Q-Tip é outro rapper que muito tem a oferecer à proposta de Dâm-Funk. Saturado por sintetizadores e pulsações que ficam no meio-termo entre techno e drum’n bass, “I’m Just Try’na Survive” serviria como o hit das baladas de 2050 por sua manutenção rítmica assimétrica e tão bagunçada quanto nossa visão do que teremos pela frente. O contraponto é que isso reforça a teoria proposta por Invite the Light: desta forma, Dâm-Funk acena para um desenvolvimento que, mesmo torto, permanece envolvente e sedutor como o bom e velho funk. A parceria dá tão certo que o remix Party Version dá outra perspectiva, como se o futuro estivesse mais próximo (2025?).

Entre a bagunça e a incerteza, é interessante pensar que uma simbiose entre o indie-experimental não esteja descartada: é o que oferece “Acting”. Ao lado de Ariel Pink, um dos mais criativos dessa seara, Dâm-Funk adentra os sonhos, distorcendo o que poderia ser tido como onírico e ofuscando o ponto de aproximação que forma essa simbiose. O resultado é estranho e um tanto indissolúvel – certamente destoado das intransigências rítmicas de sons como “HowuGonFuckAroundAndChooseABusta?” ou da límpida “Scatin’ (Toward the Light)”.

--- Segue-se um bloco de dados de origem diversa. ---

//! BasicLang Language Server.
//!
//! Usage:
//!   basiclang-lsp              # Start LSP server (stdio)
//!   basiclang-lsp --version    # Print version
//!   basiclang-lsp --help       # Print help

use std::process::ExitCode;
use tracing_subscriber::EnvFilter;

fn main() -> ExitCode {
    // Parse simple args (no clap needed for LSP server)
    let args: Vec<String> = std::env::args().collect();

    if args.iter().any(|a| a == "--version" || a == "-V") {
        println!("basiclang-lsp {}", basiclang_lsp::VERSION);
        return ExitCode::SUCCESS;
    }

    if args.iter().any(|a| a == "--help" || a == "-h") {
        println!("BasicLang Language Server");
        println!();
        println!("Usage: basiclang-lsp [OPTIONS]");
        println!();
        println!("Options:");
        println!("  -h, --help     Print help");
        println!("  -V, --version  Print version");
        println!();
        println!("The server communicates via stdio using the Language Server Protocol.");
        println!();
        println!("Environment variables:");
        println!("  RUST_LOG       Set log level (e.g., RUST_LOG=basiclang_lsp=debug)");
        return ExitCode::SUCCESS;
    }

    // Initialize tracing (logs to stderr, not stdout which is for LSP)
    let filter = EnvFilter::try_from_default_env()
        .unwrap_or_else(|_| EnvFilter::new("basiclang_lsp=info"));
    tracing_subscriber::fmt()
        .with_env_filter(filter)
        .with_writer(std::io::stderr)
        .init();

    match basiclang_lsp::start_stdio() {
        Ok(()) => ExitCode::SUCCESS,
        Err(e) => {
            tracing::error!("Server error: {}", e);
            ExitCode::FAILURE
        }
    }
}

É nas hiperbólicas “Survelliance Escape” e “O.B.E” que o Dâm-Funk soa mais eficaz em mostrar um passo adiante ao gênero. Com mais tempo que um single normal poderia suportar, elas fazem um intermédio com a eletrônica com a mesma necessidade que um pai recorre ao filho em busca de aperfeiçoar técnicas que o jovem, sozinho, não poderia atingir. “Olhe para os veteranos também, porque eles permanecem ali por uma razão – assim como nossos pais”, disse Damon em entrevista à SPIN. “Não importa o ranger de dentes que façam, eles sabem de coisas que não sabemos”.

Apontar evolução de um gênero em longas transições, longos experimentos, não é algo exclusivo de Invite the Light. No ano passado, Theo Parrish propôs algo semelhante em American Intelligence, tendo como ponto de fricção o jazz. O Dâm-Funk, por outro lado, é mais teórico e mais atento às fontes atuais, como se fosse o pêndulo entre a desconhecida geração do P-Funk de Junie Morrison (dos Ohio Players) e o funk pop atual de JimiJames. Eles têm uma reticência que precisa ser explorada, antes de aportar a um futuro desconhecido, mas tão instigante quanto seus passos no salão.